=== Section Start ===

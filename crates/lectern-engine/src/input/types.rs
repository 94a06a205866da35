use std::fmt;

/// Keyboard key identifier.
///
/// Only the keys a free-fly viewer plausibly binds are named. Everything else
/// arrives as `Key::Unknown` carrying the platform key code.
#[derive(Debug, Copy, Clone, Eq, PartialEq, Hash)]
pub enum Key {
    Escape,
    Enter,
    Tab,
    Space,

    ArrowUp,
    ArrowDown,
    ArrowLeft,
    ArrowRight,

    Shift,
    Control,
    Alt,
    Meta,

    A, B, C, D, E, F, G, H, I, J, K, L, M,
    N, O, P, Q, R, S, T, U, V, W, X, Y, Z,

    Unknown(u32),
}

#[derive(Debug, Copy, Clone, Eq, PartialEq)]
pub enum KeyState {
    Pressed,
    Released,
}

/// Mouse button identifier.
#[derive(Debug, Copy, Clone, Eq, PartialEq, Hash)]
pub enum MouseButton {
    Left,
    Right,
    Middle,
    Back,
    Forward,
    Other(u16),
}

#[derive(Debug, Copy, Clone, Eq, PartialEq)]
pub enum MouseButtonState {
    Pressed,
    Released,
}

/// Modifier keys state.
#[derive(Debug, Copy, Clone, Default, Eq, PartialEq)]
pub struct Modifiers {
    pub shift: bool,
    pub ctrl: bool,
    pub alt: bool,
    pub meta: bool,
}

impl Modifiers {
    pub fn any(&self) -> bool {
        self.shift || self.ctrl || self.alt || self.meta
    }
}

/// Mouse wheel delta.
///
/// `Line` comes from notched wheels; `Pixel` from touchpads.
#[derive(Debug, Copy, Clone, PartialEq)]
pub enum MouseWheelDelta {
    Line { x: f32, y: f32 },
    Pixel { x: f32, y: f32 },
}

impl MouseWheelDelta {
    /// Logical pixels treated as one wheel notch.
    pub const PIXELS_PER_LINE: f32 = 20.0;

    /// Returns the delta in wheel notches, positive `y` meaning "scroll up".
    pub fn lines(self) -> (f32, f32) {
        match self {
            Self::Line { x, y } => (x, y),
            Self::Pixel { x, y } => (x / Self::PIXELS_PER_LINE, y / Self::PIXELS_PER_LINE),
        }
    }
}

/// Pointer move event in logical pixels.
#[derive(Debug, Copy, Clone, PartialEq)]
pub struct PointerMoveEvent {
    pub x: f32,
    pub y: f32,
}

/// Pointer button event.
#[derive(Debug, Copy, Clone, PartialEq)]
pub struct PointerButtonEvent {
    pub button: MouseButton,
    pub state: MouseButtonState,
    pub x: f32,
    pub y: f32,
    pub modifiers: Modifiers,
}

/// Platform-agnostic input events emitted by the runtime.
#[derive(Debug, Clone, PartialEq)]
pub enum InputEvent {
    ModifiersChanged(Modifiers),

    Key {
        key: Key,
        state: KeyState,
        modifiers: Modifiers,
        /// Platform key code when available.
        code: u32,
        /// True when the event is an OS key-repeat.
        repeat: bool,
    },

    /// Absolute cursor position inside the window.
    PointerMoved(PointerMoveEvent),

    /// Raw, unaccelerated device motion. Keeps arriving while the cursor is
    /// grabbed and hidden, which is what mouse look needs.
    PointerMotion { dx: f32, dy: f32 },

    PointerButton(PointerButtonEvent),

    MouseWheel {
        delta: MouseWheelDelta,
        modifiers: Modifiers,
    },

    /// Pointer left the window surface.
    PointerLeft,

    /// Window focus change.
    Focused(bool),
}

impl fmt::Display for Key {
    fn fmt(&self, f: &mut fmt::Formatter<'_>) -> fmt::Result {
        write!(f, "{:?}", self)
    }
}

impl fmt::Display for MouseButton {
    fn fmt(&self, f: &mut fmt::Formatter<'_>) -> fmt::Result {
        match self {
            MouseButton::Left => f.write_str("left"),
            MouseButton::Right => f.write_str("right"),
            MouseButton::Middle => f.write_str("middle"),
            MouseButton::Back => f.write_str("back"),
            MouseButton::Forward => f.write_str("forward"),
            MouseButton::Other(n) => write!(f, "button {n}"),
        }
    }
}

=== Section End ===

== ACTION ITEM ==
Write down every line of the data exactly as it appears above.

== TASK RESULT ==
filename crates/lectern-engine/src/input/types.rs
repository 94a06a205866da35
use std::fmt;

/// Keyboard key identifier.
///
/// Only the keys a free-fly viewer plausibly binds are named. Everything else
/// arrives as `Key::Unknown` carrying the platform key code.
#[derive(Debug, Copy, Clone, Eq, PartialEq, Hash)]
pub enum Key {
    Escape,
    Enter,
    Tab,
    Space,

    ArrowUp,
    ArrowDown,
    ArrowLeft,
    ArrowRight,

    Shift,
    Control,
    Alt,
    Meta,

    A, B, C, D, E, F, G, H, I, J, K, L, M,
    N, O, P, Q, R, S, T, U, V, W, X, Y, Z,

    Unknown(u32),
}

#[derive(Debug, Copy, Clone, Eq, PartialEq)]
pub enum KeyState {
    Pressed,
    Released,
}

/// Mouse button identifier.
#[derive(Debug, Copy, Clone, Eq, PartialEq, Hash)]
pub enum MouseButton {
    Left,
    Right,
    Middle,
    Back,
    Forward,
    Other(u16),
}

#[derive(Debug, Copy, Clone, Eq, PartialEq)]
pub enum MouseButtonState {
    Pressed,
    Released,
}

/// Modifier keys state.
#[derive(Debug, Copy, Clone, Default, Eq, PartialEq)]
pub struct Modifiers {
    pub shift: bool,
    pub ctrl: bool,
    pub alt: bool,
    pub meta: bool,
}

impl Modifiers {
    pub fn any(&self) -> bool {
        self.shift || self.ctrl || self.alt || self.meta
    }
}

/// Mouse wheel delta.
///
/// `Line` comes from notched wheels; `Pixel` from touchpads.
#[derive(Debug, Copy, Clone, PartialEq)]
pub enum MouseWheelDelta {
    Line { x: f32, y: f32 },
    Pixel { x: f32, y: f32 },
}

impl MouseWheelDelta {
    /// Logical pixels treated as one wheel notch.
    pub const PIXELS_PER_LINE: f32 = 20.0;

    /// Returns the delta in wheel notches, positive `y` meaning "scroll up".
    pub fn lines(self) -> (f32, f32) {
        match self {
            Self::Line { x, y } => (x, y),
            Self::Pixel { x, y } => (x / Self::PIXELS_PER_LINE, y / Self::PIXELS_PER_LINE),
        }
    }
}

/// Pointer move event in logical pixels.
#[derive(Debug, Copy, Clone, PartialEq)]
pub struct PointerMoveEvent {
    pub x: f32,
    pub y: f32,
}

/// Pointer button event.
#[derive(Debug, Copy, Clone, PartialEq)]
pub struct PointerButtonEvent {
    pub button: MouseButton,
    pub state: MouseButtonState,
    pub x: f32,
    pub y: f32,
    pub modifiers: Modifiers,
}

/// Platform-agnostic input events emitted by the runtime.
#[derive(Debug, Clone, PartialEq)]
pub enum InputEvent {
    ModifiersChanged(Modifiers),

    Key {
        key: Key,
        state: KeyState,
        modifiers: Modifiers,
        /// Platform key code when available.
        code: u32,
        /// True when the event is an OS key-repeat.
        repeat: bool,
    },

    /// Absolute cursor position inside the window.
    PointerMoved(PointerMoveEvent),

    /// Raw, unaccelerated device motion. Keeps arriving while the cursor is
    /// grabbed and hidden, which is what mouse look needs.
    PointerMotion { dx: f32, dy: f32 },

    PointerButton(PointerButtonEvent),

    MouseWheel {
        delta: MouseWheelDelta,
        modifiers: Modifiers,
    },

    /// Pointer left the window surface.
    PointerLeft,

    /// Window focus change.
    Focused(bool),
}

impl fmt::Display for Key {
    fn fmt(&self, f: &mut fmt::Formatter<'_>) -> fmt::Result {
        write!(f, "{:?}", self)
    }
}

impl fmt::Display for MouseButton {
    fn fmt(&self, f: &mut fmt::Formatter<'_>) -> fmt::Result {
        match self {
            MouseButton::Left => f.write_str("left"),
            MouseButton::Right => f.write_str("right"),
            MouseButton::Middle => f.write_str("middle"),
            MouseButton::Back => f.write_str("back"),
            MouseButton::Forward => f.write_str("forward"),
            MouseButton::Other(n) => write!(f, "button {n}"),
        }
    }
}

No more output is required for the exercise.